> _Activity_:
Without changing a character, output all of the records.

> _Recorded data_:
+ + + +
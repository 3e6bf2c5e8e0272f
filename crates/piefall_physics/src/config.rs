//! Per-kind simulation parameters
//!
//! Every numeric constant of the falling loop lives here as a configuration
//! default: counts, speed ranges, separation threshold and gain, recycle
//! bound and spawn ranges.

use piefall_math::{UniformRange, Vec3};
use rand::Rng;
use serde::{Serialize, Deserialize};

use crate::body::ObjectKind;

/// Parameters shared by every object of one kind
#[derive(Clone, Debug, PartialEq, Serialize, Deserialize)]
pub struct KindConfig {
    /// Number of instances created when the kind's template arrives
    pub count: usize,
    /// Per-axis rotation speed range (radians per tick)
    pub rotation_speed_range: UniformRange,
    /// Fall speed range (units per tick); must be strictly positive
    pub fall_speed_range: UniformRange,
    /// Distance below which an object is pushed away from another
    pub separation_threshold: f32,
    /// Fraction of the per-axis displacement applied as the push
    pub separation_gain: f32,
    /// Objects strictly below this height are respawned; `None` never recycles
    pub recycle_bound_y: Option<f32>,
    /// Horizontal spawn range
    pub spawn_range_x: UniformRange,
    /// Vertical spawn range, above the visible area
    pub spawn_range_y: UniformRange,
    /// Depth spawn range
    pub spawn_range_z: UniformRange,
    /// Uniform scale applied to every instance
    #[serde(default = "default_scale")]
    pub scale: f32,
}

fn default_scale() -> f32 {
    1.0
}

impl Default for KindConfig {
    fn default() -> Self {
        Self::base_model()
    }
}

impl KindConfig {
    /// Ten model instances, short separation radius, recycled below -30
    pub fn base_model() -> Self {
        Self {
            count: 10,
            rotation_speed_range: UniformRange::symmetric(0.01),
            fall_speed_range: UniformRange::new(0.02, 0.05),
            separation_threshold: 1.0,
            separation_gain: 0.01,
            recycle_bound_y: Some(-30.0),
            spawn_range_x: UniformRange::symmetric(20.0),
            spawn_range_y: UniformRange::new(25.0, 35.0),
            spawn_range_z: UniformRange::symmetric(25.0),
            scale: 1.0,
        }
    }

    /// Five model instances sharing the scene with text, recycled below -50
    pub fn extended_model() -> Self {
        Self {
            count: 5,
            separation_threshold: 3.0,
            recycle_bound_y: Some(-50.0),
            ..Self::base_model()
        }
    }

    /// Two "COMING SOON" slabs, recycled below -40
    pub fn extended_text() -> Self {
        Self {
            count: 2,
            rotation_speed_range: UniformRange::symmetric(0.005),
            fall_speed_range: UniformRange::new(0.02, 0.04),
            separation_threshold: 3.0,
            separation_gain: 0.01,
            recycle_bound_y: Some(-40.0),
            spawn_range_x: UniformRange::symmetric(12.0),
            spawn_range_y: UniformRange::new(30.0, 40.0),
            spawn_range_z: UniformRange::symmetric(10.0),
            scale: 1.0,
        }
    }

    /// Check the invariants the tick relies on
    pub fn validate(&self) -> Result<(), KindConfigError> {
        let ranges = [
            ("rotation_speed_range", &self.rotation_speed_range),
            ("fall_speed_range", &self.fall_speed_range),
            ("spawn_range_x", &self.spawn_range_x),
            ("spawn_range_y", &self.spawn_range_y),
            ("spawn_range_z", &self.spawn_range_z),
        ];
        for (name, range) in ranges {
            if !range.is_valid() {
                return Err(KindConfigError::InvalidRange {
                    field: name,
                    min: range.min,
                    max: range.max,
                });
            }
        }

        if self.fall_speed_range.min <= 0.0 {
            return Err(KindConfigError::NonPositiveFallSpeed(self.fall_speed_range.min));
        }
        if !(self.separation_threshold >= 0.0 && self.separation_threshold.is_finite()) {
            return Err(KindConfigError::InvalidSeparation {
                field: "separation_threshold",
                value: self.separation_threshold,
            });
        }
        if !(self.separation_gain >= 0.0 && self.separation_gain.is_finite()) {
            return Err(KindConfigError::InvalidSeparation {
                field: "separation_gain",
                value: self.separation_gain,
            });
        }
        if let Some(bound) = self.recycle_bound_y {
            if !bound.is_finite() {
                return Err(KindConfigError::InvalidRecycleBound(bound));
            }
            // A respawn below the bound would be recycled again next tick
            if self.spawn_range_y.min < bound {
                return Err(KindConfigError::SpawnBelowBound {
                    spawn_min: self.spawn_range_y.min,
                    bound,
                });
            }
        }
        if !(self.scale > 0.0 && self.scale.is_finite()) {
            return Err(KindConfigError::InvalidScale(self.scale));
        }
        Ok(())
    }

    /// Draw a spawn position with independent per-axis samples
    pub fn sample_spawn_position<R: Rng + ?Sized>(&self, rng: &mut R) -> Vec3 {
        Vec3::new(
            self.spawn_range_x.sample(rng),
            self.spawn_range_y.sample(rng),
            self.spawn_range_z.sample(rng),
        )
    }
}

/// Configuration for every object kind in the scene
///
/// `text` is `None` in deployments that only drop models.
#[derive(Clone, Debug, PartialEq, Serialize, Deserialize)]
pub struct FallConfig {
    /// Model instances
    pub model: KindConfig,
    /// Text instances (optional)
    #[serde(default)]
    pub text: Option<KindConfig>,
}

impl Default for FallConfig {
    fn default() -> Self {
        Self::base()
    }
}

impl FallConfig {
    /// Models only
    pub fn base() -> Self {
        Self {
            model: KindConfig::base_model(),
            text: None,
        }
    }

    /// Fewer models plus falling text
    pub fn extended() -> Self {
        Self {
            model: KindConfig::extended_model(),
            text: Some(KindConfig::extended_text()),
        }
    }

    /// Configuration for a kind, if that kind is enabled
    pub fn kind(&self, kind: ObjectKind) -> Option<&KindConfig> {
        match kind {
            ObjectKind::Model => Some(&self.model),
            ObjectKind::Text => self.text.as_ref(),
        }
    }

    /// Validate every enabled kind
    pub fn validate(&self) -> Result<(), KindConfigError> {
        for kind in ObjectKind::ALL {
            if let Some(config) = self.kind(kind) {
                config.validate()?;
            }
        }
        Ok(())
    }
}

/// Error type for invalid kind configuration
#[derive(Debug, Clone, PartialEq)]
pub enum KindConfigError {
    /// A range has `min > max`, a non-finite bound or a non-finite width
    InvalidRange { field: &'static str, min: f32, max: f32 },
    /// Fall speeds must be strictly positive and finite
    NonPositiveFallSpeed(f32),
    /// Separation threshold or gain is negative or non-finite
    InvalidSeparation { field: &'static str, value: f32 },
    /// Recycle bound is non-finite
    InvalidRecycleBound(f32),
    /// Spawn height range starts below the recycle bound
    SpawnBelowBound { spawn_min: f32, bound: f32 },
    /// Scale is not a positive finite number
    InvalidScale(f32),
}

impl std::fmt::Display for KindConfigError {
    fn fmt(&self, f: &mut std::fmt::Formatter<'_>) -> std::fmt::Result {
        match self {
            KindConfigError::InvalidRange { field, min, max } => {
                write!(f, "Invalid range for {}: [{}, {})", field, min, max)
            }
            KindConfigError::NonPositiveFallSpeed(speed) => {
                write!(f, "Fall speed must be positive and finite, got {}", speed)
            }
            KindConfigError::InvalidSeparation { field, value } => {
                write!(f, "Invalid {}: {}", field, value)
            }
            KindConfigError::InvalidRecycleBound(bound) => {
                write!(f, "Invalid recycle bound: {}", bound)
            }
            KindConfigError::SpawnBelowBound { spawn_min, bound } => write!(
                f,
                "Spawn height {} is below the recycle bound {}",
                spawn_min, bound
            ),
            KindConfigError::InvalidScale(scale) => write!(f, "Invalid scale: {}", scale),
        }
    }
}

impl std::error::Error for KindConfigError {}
+ + + +
> _Solved exercise_:
repository 3e6bf2c5e8e0272f
filename crates/piefall_physics/src/config.rs
//! Per-kind simulation parameters
//!
//! Every numeric constant of the falling loop lives here as a configuration
//! default: counts, speed ranges, separation threshold and gain, recycle
//! bound and spawn ranges.

use piefall_math::{UniformRange, Vec3};
use rand::Rng;
use serde::{Serialize, Deserialize};

use crate::body::ObjectKind;

/// Parameters shared by every object of one kind
#[derive(Clone, Debug, PartialEq, Serialize, Deserialize)]
pub struct KindConfig {
    /// Number of instances created when the kind's template arrives
    pub count: usize,
    /// Per-axis rotation speed range (radians per tick)
    pub rotation_speed_range: UniformRange,
    /// Fall speed range (units per tick); must be strictly positive
    pub fall_speed_range: UniformRange,
    /// Distance below which an object is pushed away from another
    pub separation_threshold: f32,
    /// Fraction of the per-axis displacement applied as the push
    pub separation_gain: f32,
    /// Objects strictly below this height are respawned; `None` never recycles
    pub recycle_bound_y: Option<f32>,
    /// Horizontal spawn range
    pub spawn_range_x: UniformRange,
    /// Vertical spawn range, above the visible area
    pub spawn_range_y: UniformRange,
    /// Depth spawn range
    pub spawn_range_z: UniformRange,
    /// Uniform scale applied to every instance
    #[serde(default = "default_scale")]
    pub scale: f32,
}

fn default_scale() -> f32 {
    1.0
}

impl Default for KindConfig {
    fn default() -> Self {
        Self::base_model()
    }
}

impl KindConfig {
    /// Ten model instances, short separation radius, recycled below -30
    pub fn base_model() -> Self {
        Self {
            count: 10,
            rotation_speed_range: UniformRange::symmetric(0.01),
            fall_speed_range: UniformRange::new(0.02, 0.05),
            separation_threshold: 1.0,
            separation_gain: 0.01,
            recycle_bound_y: Some(-30.0),
            spawn_range_x: UniformRange::symmetric(20.0),
            spawn_range_y: UniformRange::new(25.0, 35.0),
            spawn_range_z: UniformRange::symmetric(25.0),
            scale: 1.0,
        }
    }

    /// Five model instances sharing the scene with text, recycled below -50
    pub fn extended_model() -> Self {
        Self {
            count: 5,
            separation_threshold: 3.0,
            recycle_bound_y: Some(-50.0),
            ..Self::base_model()
        }
    }

    /// Two "COMING SOON" slabs, recycled below -40
    pub fn extended_text() -> Self {
        Self {
            count: 2,
            rotation_speed_range: UniformRange::symmetric(0.005),
            fall_speed_range: UniformRange::new(0.02, 0.04),
            separation_threshold: 3.0,
            separation_gain: 0.01,
            recycle_bound_y: Some(-40.0),
            spawn_range_x: UniformRange::symmetric(12.0),
            spawn_range_y: UniformRange::new(30.0, 40.0),
            spawn_range_z: UniformRange::symmetric(10.0),
            scale: 1.0,
        }
    }

    /// Check the invariants the tick relies on
    pub fn validate(&self) -> Result<(), KindConfigError> {
        let ranges = [
            ("rotation_speed_range", &self.rotation_speed_range),
            ("fall_speed_range", &self.fall_speed_range),
            ("spawn_range_x", &self.spawn_range_x),
            ("spawn_range_y", &self.spawn_range_y),
            ("spawn_range_z", &self.spawn_range_z),
        ];
        for (name, range) in ranges {
            if !range.is_valid() {
                return Err(KindConfigError::InvalidRange {
                    field: name,
                    min: range.min,
                    max: range.max,
                });
            }
        }

        if self.fall_speed_range.min <= 0.0 {
            return Err(KindConfigError::NonPositiveFallSpeed(self.fall_speed_range.min));
        }
        if !(self.separation_threshold >= 0.0 && self.separation_threshold.is_finite()) {
            return Err(KindConfigError::InvalidSeparation {
                field: "separation_threshold",
                value: self.separation_threshold,
            });
        }
        if !(self.separation_gain >= 0.0 && self.separation_gain.is_finite()) {
            return Err(KindConfigError::InvalidSeparation {
                field: "separation_gain",
                value: self.separation_gain,
            });
        }
        if let Some(bound) = self.recycle_bound_y {
            if !bound.is_finite() {
                return Err(KindConfigError::InvalidRecycleBound(bound));
            }
            // A respawn below the bound would be recycled again next tick
            if self.spawn_range_y.min < bound {
                return Err(KindConfigError::SpawnBelowBound {
                    spawn_min: self.spawn_range_y.min,
                    bound,
                });
            }
        }
        if !(self.scale > 0.0 && self.scale.is_finite()) {
            return Err(KindConfigError::InvalidScale(self.scale));
        }
        Ok(())
    }

    /// Draw a spawn position with independent per-axis samples
    pub fn sample_spawn_position<R: Rng + ?Sized>(&self, rng: &mut R) -> Vec3 {
        Vec3::new(
            self.spawn_range_x.sample(rng),
            self.spawn_range_y.sample(rng),
            self.spawn_range_z.sample(rng),
        )
    }
}

/// Configuration for every object kind in the scene
///
/// `text` is `None` in deployments that only drop models.
#[derive(Clone, Debug, PartialEq, Serialize, Deserialize)]
pub struct FallConfig {
    /// Model instances
    pub model: KindConfig,
    /// Text instances (optional)
    #[serde(default)]
    pub text: Option<KindConfig>,
}

impl Default for FallConfig {
    fn default() -> Self {
        Self::base()
    }
}

impl FallConfig {
    /// Models only
    pub fn base() -> Self {
        Self {
            model: KindConfig::base_model(),
            text: None,
        }
    }

    /// Fewer models plus falling text
    pub fn extended() -> Self {
        Self {
            model: KindConfig::extended_model(),
            text: Some(KindConfig::extended_text()),
        }
    }

    /// Configuration for a kind, if that kind is enabled
    pub fn kind(&self, kind: ObjectKind) -> Option<&KindConfig> {
        match kind {
            ObjectKind::Model => Some(&self.model),
            ObjectKind::Text => self.text.as_ref(),
        }
    }

    /// Validate every enabled kind
    pub fn validate(&self) -> Result<(), KindConfigError> {
        for kind in ObjectKind::ALL {
            if let Some(config) = self.kind(kind) {
                config.validate()?;
            }
        }
        Ok(())
    }
}

/// Error type for invalid kind configuration
#[derive(Debug, Clone, PartialEq)]
pub enum KindConfigError {
    /// A range has `min > max`, a non-finite bound or a non-finite width
    InvalidRange { field: &'static str, min: f32, max: f32 },
    /// Fall speeds must be strictly positive and finite
    NonPositiveFallSpeed(f32),
    /// Separation threshold or gain is negative or non-finite
    InvalidSeparation { field: &'static str, value: f32 },
    /// Recycle bound is non-finite
    InvalidRecycleBound(f32),
    /// Spawn height range starts below the recycle bound
    SpawnBelowBound { spawn_min: f32, bound: f32 },
    /// Scale is not a positive finite number
    InvalidScale(f32),
}

impl std::fmt::Display for KindConfigError {
    fn fmt(&self, f: &mut std::fmt::Formatter<'_>) -> std::fmt::Result {
        match self {
            KindConfigError::InvalidRange { field, min, max } => {
                write!(f, "Invalid range for {}: [{}, {})", field, min, max)
            }
            KindConfigError::NonPositiveFallSpeed(speed) => {
                write!(f, "Fall speed must be positive and finite, got {}", speed)
            }
            KindConfigError::InvalidSeparation { field, value } => {
                write!(f, "Invalid {}: {}", field, value)
            }
            KindConfigError::InvalidRecycleBound(bound) => {
                write!(f, "Invalid recycle bound: {}", bound)
            }
            KindConfigError::SpawnBelowBound { spawn_min, bound } => write!(
                f,
                "Spawn height {} is below the recycle bound {}",
                spawn_min, bound
            ),
            KindConfigError::InvalidScale(scale) => write!(f, "Invalid scale: {}", scale),
        }
    }
}

impl std::error::Error for KindConfigError {}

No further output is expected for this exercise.